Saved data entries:
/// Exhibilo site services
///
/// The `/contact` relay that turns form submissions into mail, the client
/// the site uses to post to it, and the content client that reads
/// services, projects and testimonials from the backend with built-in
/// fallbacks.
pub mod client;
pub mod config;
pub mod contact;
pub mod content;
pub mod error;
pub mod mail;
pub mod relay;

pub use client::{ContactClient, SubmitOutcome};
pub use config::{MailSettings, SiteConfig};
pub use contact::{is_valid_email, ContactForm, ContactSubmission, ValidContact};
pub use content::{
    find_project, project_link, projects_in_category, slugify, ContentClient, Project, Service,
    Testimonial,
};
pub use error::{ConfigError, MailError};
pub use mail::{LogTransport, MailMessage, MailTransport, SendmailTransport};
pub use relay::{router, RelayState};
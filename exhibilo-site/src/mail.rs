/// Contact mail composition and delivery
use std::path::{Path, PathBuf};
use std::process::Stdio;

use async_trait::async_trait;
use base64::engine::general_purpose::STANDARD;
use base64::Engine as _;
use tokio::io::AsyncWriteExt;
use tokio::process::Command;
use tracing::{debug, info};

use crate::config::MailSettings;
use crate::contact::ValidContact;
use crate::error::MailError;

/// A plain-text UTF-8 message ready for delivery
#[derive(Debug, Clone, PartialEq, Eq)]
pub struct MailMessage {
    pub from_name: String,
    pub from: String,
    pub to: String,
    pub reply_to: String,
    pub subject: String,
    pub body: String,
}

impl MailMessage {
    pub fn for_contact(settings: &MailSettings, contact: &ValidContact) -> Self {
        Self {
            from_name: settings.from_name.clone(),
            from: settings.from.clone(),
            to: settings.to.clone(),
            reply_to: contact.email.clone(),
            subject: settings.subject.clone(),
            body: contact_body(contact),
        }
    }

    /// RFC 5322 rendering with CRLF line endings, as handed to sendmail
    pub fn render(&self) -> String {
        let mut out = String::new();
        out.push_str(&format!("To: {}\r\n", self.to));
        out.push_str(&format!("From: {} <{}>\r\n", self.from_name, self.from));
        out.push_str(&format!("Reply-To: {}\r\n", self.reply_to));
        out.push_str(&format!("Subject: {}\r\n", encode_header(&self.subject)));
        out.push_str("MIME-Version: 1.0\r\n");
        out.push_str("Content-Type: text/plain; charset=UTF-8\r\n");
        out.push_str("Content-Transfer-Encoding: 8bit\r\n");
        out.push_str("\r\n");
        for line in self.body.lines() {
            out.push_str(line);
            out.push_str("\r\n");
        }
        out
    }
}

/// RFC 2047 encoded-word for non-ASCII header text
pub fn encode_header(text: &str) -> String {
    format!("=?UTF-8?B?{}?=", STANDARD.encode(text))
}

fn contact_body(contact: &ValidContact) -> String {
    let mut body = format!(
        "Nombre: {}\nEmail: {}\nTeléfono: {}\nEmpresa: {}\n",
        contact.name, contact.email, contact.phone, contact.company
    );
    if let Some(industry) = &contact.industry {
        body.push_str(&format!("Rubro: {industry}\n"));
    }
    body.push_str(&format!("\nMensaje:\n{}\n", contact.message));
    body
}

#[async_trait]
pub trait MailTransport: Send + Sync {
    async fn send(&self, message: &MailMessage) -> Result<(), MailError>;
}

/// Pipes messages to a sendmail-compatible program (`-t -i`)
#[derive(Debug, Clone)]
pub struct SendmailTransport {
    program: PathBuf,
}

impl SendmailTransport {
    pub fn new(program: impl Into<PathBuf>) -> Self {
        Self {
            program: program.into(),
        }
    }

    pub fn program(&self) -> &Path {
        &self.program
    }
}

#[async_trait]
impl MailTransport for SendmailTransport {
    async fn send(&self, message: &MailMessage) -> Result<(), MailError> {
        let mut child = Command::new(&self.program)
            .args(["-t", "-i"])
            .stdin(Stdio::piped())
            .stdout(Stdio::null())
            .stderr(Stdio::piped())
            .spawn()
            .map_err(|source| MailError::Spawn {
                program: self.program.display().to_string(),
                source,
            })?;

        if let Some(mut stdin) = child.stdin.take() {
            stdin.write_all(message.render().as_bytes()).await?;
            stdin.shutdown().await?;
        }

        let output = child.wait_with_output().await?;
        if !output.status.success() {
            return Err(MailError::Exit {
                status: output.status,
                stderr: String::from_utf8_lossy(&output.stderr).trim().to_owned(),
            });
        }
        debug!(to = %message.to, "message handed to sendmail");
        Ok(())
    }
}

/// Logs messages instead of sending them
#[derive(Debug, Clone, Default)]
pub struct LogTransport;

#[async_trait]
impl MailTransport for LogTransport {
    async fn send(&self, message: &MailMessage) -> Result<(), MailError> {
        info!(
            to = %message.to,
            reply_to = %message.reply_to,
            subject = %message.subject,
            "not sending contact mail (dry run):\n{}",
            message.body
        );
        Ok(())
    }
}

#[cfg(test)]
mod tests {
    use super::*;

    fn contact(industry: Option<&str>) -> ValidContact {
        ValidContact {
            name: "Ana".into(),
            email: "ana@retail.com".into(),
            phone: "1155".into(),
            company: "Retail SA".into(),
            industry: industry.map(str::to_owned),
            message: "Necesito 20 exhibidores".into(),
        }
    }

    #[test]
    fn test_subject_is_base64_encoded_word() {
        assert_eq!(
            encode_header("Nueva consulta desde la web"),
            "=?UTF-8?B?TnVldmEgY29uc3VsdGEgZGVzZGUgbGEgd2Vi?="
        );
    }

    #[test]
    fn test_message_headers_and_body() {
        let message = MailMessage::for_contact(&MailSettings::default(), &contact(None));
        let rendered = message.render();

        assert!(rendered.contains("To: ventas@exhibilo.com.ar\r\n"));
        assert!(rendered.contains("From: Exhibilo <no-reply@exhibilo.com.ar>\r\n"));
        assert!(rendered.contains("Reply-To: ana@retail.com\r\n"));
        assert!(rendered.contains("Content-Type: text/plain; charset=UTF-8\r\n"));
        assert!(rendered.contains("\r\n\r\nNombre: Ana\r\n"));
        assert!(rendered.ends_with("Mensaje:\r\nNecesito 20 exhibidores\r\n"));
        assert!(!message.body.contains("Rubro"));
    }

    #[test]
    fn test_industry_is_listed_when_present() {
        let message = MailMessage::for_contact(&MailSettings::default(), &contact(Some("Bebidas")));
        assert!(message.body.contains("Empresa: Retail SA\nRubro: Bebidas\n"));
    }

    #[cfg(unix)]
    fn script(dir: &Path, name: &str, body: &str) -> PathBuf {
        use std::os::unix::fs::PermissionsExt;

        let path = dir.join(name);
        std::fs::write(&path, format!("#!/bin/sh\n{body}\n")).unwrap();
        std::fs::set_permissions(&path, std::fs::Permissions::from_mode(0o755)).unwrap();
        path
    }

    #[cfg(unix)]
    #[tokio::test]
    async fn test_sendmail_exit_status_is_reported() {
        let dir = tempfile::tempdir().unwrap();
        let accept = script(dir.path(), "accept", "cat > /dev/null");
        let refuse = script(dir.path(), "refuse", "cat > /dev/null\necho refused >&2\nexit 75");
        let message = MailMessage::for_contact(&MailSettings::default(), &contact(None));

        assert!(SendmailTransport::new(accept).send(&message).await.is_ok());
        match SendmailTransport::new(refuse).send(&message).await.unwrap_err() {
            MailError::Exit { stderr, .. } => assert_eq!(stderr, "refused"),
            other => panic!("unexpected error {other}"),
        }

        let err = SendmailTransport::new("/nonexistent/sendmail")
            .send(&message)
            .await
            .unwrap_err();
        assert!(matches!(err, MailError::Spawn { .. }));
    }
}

**WHAT THIS TASK INVOLVES:** Copy out each entry above with no deviation.

**RESULT OF THIS TASK:**
/// Exhibilo site services
///
/// The `/contact` relay that turns form submissions into mail, the client
/// the site uses to post to it, and the content client that reads
/// services, projects and testimonials from the backend with built-in
/// fallbacks.
pub mod client;
pub mod config;
pub mod contact;
pub mod content;
pub mod error;
pub mod mail;
pub mod relay;

pub use client::{ContactClient, SubmitOutcome};
pub use config::{MailSettings, SiteConfig};
pub use contact::{is_valid_email, ContactForm, ContactSubmission, ValidContact};
pub use content::{
    find_project, project_link, projects_in_category, slugify, ContentClient, Project, Service,
    Testimonial,
};
pub use error::{ConfigError, MailError};
pub use mail::{LogTransport, MailMessage, MailTransport, SendmailTransport};
pub use relay::{router, RelayState};
filename exhibilo-site/src/mail.rs
/// Contact mail composition and delivery
use std::path::{Path, PathBuf};
use std::process::Stdio;

use async_trait::async_trait;
use base64::engine::general_purpose::STANDARD;
use base64::Engine as _;
use tokio::io::AsyncWriteExt;
use tokio::process::Command;
use tracing::{debug, info};

use crate::config::MailSettings;
use crate::contact::ValidContact;
use crate::error::MailError;

/// A plain-text UTF-8 message ready for delivery
#[derive(Debug, Clone, PartialEq, Eq)]
pub struct MailMessage {
    pub from_name: String,
    pub from: String,
    pub to: String,
    pub reply_to: String,
    pub subject: String,
    pub body: String,
}

impl MailMessage {
    pub fn for_contact(settings: &MailSettings, contact: &ValidContact) -> Self {
        Self {
            from_name: settings.from_name.clone(),
            from: settings.from.clone(),
            to: settings.to.clone(),
            reply_to: contact.email.clone(),
            subject: settings.subject.clone(),
            body: contact_body(contact),
        }
    }

    /// RFC 5322 rendering with CRLF line endings, as handed to sendmail
    pub fn render(&self) -> String {
        let mut out = String::new();
        out.push_str(&format!("To: {}\r\n", self.to));
        out.push_str(&format!("From: {} <{}>\r\n", self.from_name, self.from));
        out.push_str(&format!("Reply-To: {}\r\n", self.reply_to));
        out.push_str(&format!("Subject: {}\r\n", encode_header(&self.subject)));
        out.push_str("MIME-Version: 1.0\r\n");
        out.push_str("Content-Type: text/plain; charset=UTF-8\r\n");
        out.push_str("Content-Transfer-Encoding: 8bit\r\n");
        out.push_str("\r\n");
        for line in self.body.lines() {
            out.push_str(line);
            out.push_str("\r\n");
        }
        out
    }
}

/// RFC 2047 encoded-word for non-ASCII header text
pub fn encode_header(text: &str) -> String {
    format!("=?UTF-8?B?{}?=", STANDARD.encode(text))
}

fn contact_body(contact: &ValidContact) -> String {
    let mut body = format!(
        "Nombre: {}\nEmail: {}\nTeléfono: {}\nEmpresa: {}\n",
        contact.name, contact.email, contact.phone, contact.company
    );
    if let Some(industry) = &contact.industry {
        body.push_str(&format!("Rubro: {industry}\n"));
    }
    body.push_str(&format!("\nMensaje:\n{}\n", contact.message));
    body
}

#[async_trait]
pub trait MailTransport: Send + Sync {
    async fn send(&self, message: &MailMessage) -> Result<(), MailError>;
}

/// Pipes messages to a sendmail-compatible program (`-t -i`)
#[derive(Debug, Clone)]
pub struct SendmailTransport {
    program: PathBuf,
}

impl SendmailTransport {
    pub fn new(program: impl Into<PathBuf>) -> Self {
        Self {
            program: program.into(),
        }
    }

    pub fn program(&self) -> &Path {
        &self.program
    }
}

#[async_trait]
impl MailTransport for SendmailTransport {
    async fn send(&self, message: &MailMessage) -> Result<(), MailError> {
        let mut child = Command::new(&self.program)
            .args(["-t", "-i"])
            .stdin(Stdio::piped())
            .stdout(Stdio::null())
            .stderr(Stdio::piped())
            .spawn()
            .map_err(|source| MailError::Spawn {
                program: self.program.display().to_string(),
                source,
            })?;

        if let Some(mut stdin) = child.stdin.take() {
            stdin.write_all(message.render().as_bytes()).await?;
            stdin.shutdown().await?;
        }

        let output = child.wait_with_output().await?;
        if !output.status.success() {
            return Err(MailError::Exit {
                status: output.status,
                stderr: String::from_utf8_lossy(&output.stderr).trim().to_owned(),
            });
        }
        debug!(to = %message.to, "message handed to sendmail");
        Ok(())
    }
}

/// Logs messages instead of sending them
#[derive(Debug, Clone, Default)]
pub struct LogTransport;

#[async_trait]
impl MailTransport for LogTransport {
    async fn send(&self, message: &MailMessage) -> Result<(), MailError> {
        info!(
            to = %message.to,
            reply_to = %message.reply_to,
            subject = %message.subject,
            "not sending contact mail (dry run):\n{}",
            message.body
        );
        Ok(())
    }
}

#[cfg(test)]
mod tests {
    use super::*;

    fn contact(industry: Option<&str>) -> ValidContact {
        ValidContact {
            name: "Ana".into(),
            email: "ana@retail.com".into(),
            phone: "1155".into(),
            company: "Retail SA".into(),
            industry: industry.map(str::to_owned),
            message: "Necesito 20 exhibidores".into(),
        }
    }

    #[test]
    fn test_subject_is_base64_encoded_word() {
        assert_eq!(
            encode_header("Nueva consulta desde la web"),
            "=?UTF-8?B?TnVldmEgY29uc3VsdGEgZGVzZGUgbGEgd2Vi?="
        );
    }

    #[test]
    fn test_message_headers_and_body() {
        let message = MailMessage::for_contact(&MailSettings::default(), &contact(None));
        let rendered = message.render();

        assert!(rendered.contains("To: ventas@exhibilo.com.ar\r\n"));
        assert!(rendered.contains("From: Exhibilo <no-reply@exhibilo.com.ar>\r\n"));
        assert!(rendered.contains("Reply-To: ana@retail.com\r\n"));
        assert!(rendered.contains("Content-Type: text/plain; charset=UTF-8\r\n"));
        assert!(rendered.contains("\r\n\r\nNombre: Ana\r\n"));
        assert!(rendered.ends_with("Mensaje:\r\nNecesito 20 exhibidores\r\n"));
        assert!(!message.body.contains("Rubro"));
    }

    #[test]
    fn test_industry_is_listed_when_present() {
        let message = MailMessage::for_contact(&MailSettings::default(), &contact(Some("Bebidas")));
        assert!(message.body.contains("Empresa: Retail SA\nRubro: Bebidas\n"));
    }

    #[cfg(unix)]
    fn script(dir: &Path, name: &str, body: &str) -> PathBuf {
        use std::os::unix::fs::PermissionsExt;

        let path = dir.join(name);
        std::fs::write(&path, format!("#!/bin/sh\n{body}\n")).unwrap();
        std::fs::set_permissions(&path, std::fs::Permissions::from_mode(0o755)).unwrap();
        path
    }

    #[cfg(unix)]
    #[tokio::test]
    async fn test_sendmail_exit_status_is_reported() {
        let dir = tempfile::tempdir().unwrap();
        let accept = script(dir.path(), "accept", "cat > /dev/null");
        let refuse = script(dir.path(), "refuse", "cat > /dev/null\necho refused >&2\nexit 75");
        let message = MailMessage::for_contact(&MailSettings::default(), &contact(None));

        assert!(SendmailTransport::new(accept).send(&message).await.is_ok());
        match SendmailTransport::new(refuse).send(&message).await.unwrap_err() {
            MailError::Exit { stderr, .. } => assert_eq!(stderr, "refused"),
            other => panic!("unexpected error {other}"),
        }

        let err = SendmailTransport::new("/nonexistent/sendmail")
            .send(&message)
            .await
            .unwrap_err();
        assert!(matches!(err, MailError::Spawn { .. }));
    }
}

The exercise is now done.